Они имели место в разгар Фронды принцев, когда Мадемуазель 25 марта отправилась в этот важный в стратегическом отношении город для предотвращения его перехода в руки сторонников Мазарини. Она встала на сторону фрондеров, потому что видела свою задачу в укреплении союза Людовика XIV с принцами крови и спасении отечества от власти иноземного кардинала, который «думает только о своих интересах и нисколько не заботится ни о короле, ни о государстве» [18, I, с. 186]. В орлеанском эпизоде Мадемуазель изобразила себя своего рода новой амазонкой, которая скачет верхом навстречу опасности, дает смотр войскам, принимает участие в военных советах.

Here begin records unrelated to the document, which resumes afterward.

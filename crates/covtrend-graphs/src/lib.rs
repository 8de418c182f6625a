//! # covtrend Graphs
//!
//! Chart generation for covtrend. Each chart turns a slice of the
//! [`covtrend_data::Dataset`] into [`DataSet`]s and a [`GraphConfig`], and a
//! plotters-backed [`GraphRenderer`] writes it out as PNG or SVG.

#![warn(clippy::all)]
#![allow(clippy::module_name_repetitions)]

pub mod chart;
pub mod renderer;
pub mod types;
pub mod utils;

pub mod active_cases;
pub mod case_by_country;
pub mod comparison;
pub mod daily_new_cases;
pub mod since_threshold;

pub use active_cases::ActiveCasesGraph;
pub use case_by_country::CasesByGeographyGraph;
pub use chart::{Chart, RenderTarget};
pub use comparison::ComparisonGraph;
pub use daily_new_cases::DailyNewCasesGraph;
pub use renderer::{BarChartRenderer, GraphRenderer, LineChartRenderer};
pub use since_threshold::SinceThresholdGraph;
pub use types::*;
pub use utils::{fonts_available, PALETTE};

Протагонистка предстала в героическом ключе,

4 Здесь и далее текст цитируется в нашем переводе с указанием номера тома и страницы [18].

5 Жан Гарапон рассматривает посвященные Мадемуазель и другим знатным дамам сочинения, создающие образ "femme forte" [15, с. 77-90].

что позволяет предполагать ориентацию автора на литературные образы женщин-воительниц, в частности на «Неистового Орландо» Ариосто (Бра-даманта) и «Освобожденный Иерусалим» Тассо (Клоринда, Армида и др.). Подчеркнем, что, находясь в изгнании, Мадемуазель специально начала изучать итальянский язык, «чтобы читать Тассо» [18, I, с. 441], следовательно, достаточно хорошо знала эту поэму. Образы знатных принцесс, отважных в бою, добродетельных, верных отечеству и ведомых Провидением, соответствовали представлению мемуаристки о той высокой миссии, которая была предначертана ей как представительнице королевского дома Бурбонов.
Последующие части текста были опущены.